While the discounts offered by these agreements “can be a salvation for some purchasers,” Mr. Robinson advises that they are “always designed to have the buyer tied up in a contract that gives the vendor either exclusive or near exclusive uses of the vendor’s products. In order to achieve this, the vendor makes the bundling agreement very attractive for the buyer.”
John Pinto, of J. Pinto & Associates Inc., says that bundling agreements can be attractive, but “from a net-net cost perspective, it is generally always better to buy outright, whether equipment or supplies.”
“Leasing and bundling can be seen as simply alternative financing approaches,” and their favorability depends on a clinic’s cash flow.
The limits on leases
As with most things in life, there are pros and cons to purchasing and leasing, says Mr. Maller. First, consider the two types of leases, a capital lease, aka “lease to own,” and an operating lease. A capital lease features a fixed term at the end of which the clinic can buy the equipment for a nominal sum, usually about $1. The payments over the course of the lease go towards the purchase cost, says Mr. Maller.
When an operating lease ends, the clinic can purchase the equipment at fair market value, but is not obligated to do so. An operating lease is better suited to a clinic that does not expect to retain the unit after the agreement ends.
A capital lease usually costs more than an operating lease, Mr. Maller points out.

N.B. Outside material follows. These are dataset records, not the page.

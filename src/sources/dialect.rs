//! Value formatting shared by the backend query languages.
//!
//! Each backend spells boolean connectives differently and treats quoted phrases
//! differently; the rules for combining words are the same everywhere.

/// How a backend writes connectives and phrases
#[derive(Debug, Clone, Copy, PartialEq, Eq)]
pub struct PhraseStyle {
    pub and: &'static str,
    pub or: &'static str,
    pub not: &'static str,
    /// Keep `"..."` around phrases
    pub keep_quotes: bool,
    /// Whole-word replacements applied to unquoted words
    pub abbreviations: &'static [(&'static str, &'static str)],
}

pub const MATHSCINET_STYLE: PhraseStyle = PhraseStyle {
    and: "and",
    or: "or",
    not: "not",
    keep_quotes: false,
    abbreviations: &[],
};

pub const ZBMATH_STYLE: PhraseStyle = PhraseStyle {
    and: "&",
    or: "|",
    not: "!",
    keep_quotes: true,
    abbreviations: &[("Illinois", "Ill*")],
};

pub const ARXIV_STYLE: PhraseStyle = PhraseStyle {
    and: "and",
    or: "or",
    not: "not",
    keep_quotes: true,
    abbreviations: &[],
};

enum Token<'a> {
    Word(&'a str),
    Phrase(&'a str),
    Open,
    Close,
    And,
    Or,
    Not,
}

/// Format a field value: words are joined with `and` unless another connective
/// is written between them, quoted phrases stay together, leading `and`/`or` and
/// trailing connectives are dropped, unbalanced parentheses are repaired.
pub fn format_value(value: &str, style: &PhraseStyle) -> String {
    let mut out: Vec<String> = Vec::new();
    let (mut or, mut not) = (false, false);
    let mut after_term = false;
    let mut depth = 0usize;

    for token in tokenize(value) {
        match token {
            Token::And => {}
            Token::Or => or = true,
            Token::Not => not = true,
            Token::Close => {
                if depth > 0 {
                    out.push(")".to_string());
                    depth -= 1;
                    after_term = true;
                }
                or = false;
                not = false;
            }
            Token::Open | Token::Word(_) | Token::Phrase(_) => {
                if after_term {
                    out.push(connective(or, not, style));
                } else if not {
                    out.push(style.not.to_string());
                }
                or = false;
                not = false;

                match token {
                    Token::Open => {
                        out.push("(".to_string());
                        depth += 1;
                        after_term = false;
                    }
                    Token::Word(word) => {
                        out.push(abbreviate(word, style));
                        after_term = true;
                    }
                    Token::Phrase(phrase) => {
                        out.push(if style.keep_quotes {
                            format!("\"{}\"", phrase)
                        } else {
                            phrase.to_string()
                        });
                        after_term = true;
                    }
                    _ => {}
                }
            }
        }
    }

    out.extend(std::iter::repeat(")".to_string()).take(depth));

    let joined = out.join(" ");
    let joined = regex!(r"\(\s+").replace_all(&joined, "(");
    let joined = regex!(r"\s+\)").replace_all(&joined, ")");
    regex!(r"\(\)").replace_all(&joined, "").trim().to_string()
}

/// Format an author value. Names written `Last, First` are kept together as phrases.
pub fn format_author(value: &str, style: &PhraseStyle) -> String {
    let names: Vec<String> = regex!(r"(?i)\s+and\s+")
        .split(value.trim())
        .map(|name| {
            if name.contains(',') && !name.contains('"') {
                format!("\"{}\"", name.trim())
            } else {
                name.to_string()
            }
        })
        .collect();
    format_value(&names.join(" and "), style)
}

/// Close any parentheses left open in `value`
pub fn close_parentheses(value: &str) -> String {
    let open = value.matches('(').count();
    let close = value.matches(')').count();
    format!("{}{}", value, ")".repeat(open.saturating_sub(close)))
}

fn connective(or: bool, not: bool, style: &PhraseStyle) -> String {
    match (or, not) {
        (true, true) => format!("{} {}", style.or, style.not),
        (true, false) => style.or.to_string(),
        (false, true) => style.not.to_string(),
        (false, false) => style.and.to_string(),
    }
}

fn abbreviate(word: &str, style: &PhraseStyle) -> String {
    style
        .abbreviations
        .iter()
        .find(|(long, _)| *long == word)
        .map(|(_, short)| short.to_string())
        .unwrap_or_else(|| word.to_string())
}

fn tokenize(value: &str) -> Vec<Token<'_>> {
    regex!(r#""([^"]*)"?|\(|\)|[^\s"()]+"#)
        .captures_iter(value)
        .filter_map(|caps| {
            let text = caps.get(0)?.as_str();
            if let Some(phrase) = caps.get(1) {
                let phrase = phrase.as_str().trim();
                return (!phrase.is_empty()).then_some(Token::Phrase(phrase));
            }
            Some(match text {
                "(" => Token::Open,
                ")" => Token::Close,
                "&" => Token::And,
                "|" => Token::Or,
                "!" => Token::Not,
                _ if text.eq_ignore_ascii_case("and") => Token::And,
                _ if text.eq_ignore_ascii_case("or") => Token::Or,
                _ if text.eq_ignore_ascii_case("not") => Token::Not,
                _ => Token::Word(text),
            })
        })
        .collect()
}

/// A publication year constraint
#[derive(Debug, Clone, PartialEq, Eq)]
pub enum DateSpec {
    /// Inclusive range
    Range(u32, u32),
    /// Strictly after the year
    After(u32),
    /// Strictly before the year
    Before(u32),
    /// Any of the listed years
    Years(Vec<u32>),
}

impl DateSpec {
    /// Parse `2001-2005`, `>2001`, `<2001`, `2001` or `2001, 2003`.
    /// A reversed range is read as its ascending form.
    pub fn parse(value: &str) -> Option<Self> {
        if let Some(caps) = regex!(r"(\d{4})\s*-+\s*(\d{4})").captures(value) {
            let first: u32 = caps[1].parse().ok()?;
            let last: u32 = caps[2].parse().ok()?;
            return Some(DateSpec::Range(first.min(last), first.max(last)));
        }

        let years: Vec<u32> = regex!(r"\d{4}")
            .find_iter(value)
            .filter_map(|m| m.as_str().parse().ok())
            .collect();
        let first = *years.first()?;

        let inequality = regex!(r"([<>])\s*\d{4}").captures(value);
        match inequality {
            Some(caps) if years.len() == 1 => {
                if &caps[1] == ">" {
                    Some(DateSpec::After(first))
                } else {
                    Some(DateSpec::Before(first))
                }
            }
            _ => Some(DateSpec::Years(years)),
        }
    }
}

While the length of a lease contract will change depending on the equipment involved, typically they last for three to five years. Lasers are especially a candidate for leasing, he adds.
Decisions between leasing and buying often come down to cash flow, with higher-profit practices typically buying equipment and lower-profit ones financing or leasing, according to Mr. Pinto. The resale value of equipment does not decrease any faster for a leased or purchased item, he adds.
According to Mr. Pinto, the main drivers for equipment purchase are increasing standards of care, the introduction of profitable, new services, doctors being “enthralled by new technology, despite a pressing clinical need or financial incentive to buy,” or a combination of the above.
Once the equipment is in the office, though, a clinic should devote one person to ensuring it’s properly maintained, recommends Mr. Maller. While some diagnostic equipment, like lasers, needs to be replaced more often, most of the practices with which he works use their examination room equipment for about 10 to 20 years.
If one maintains equipment, it’s more likely to have a longer useful life, he says.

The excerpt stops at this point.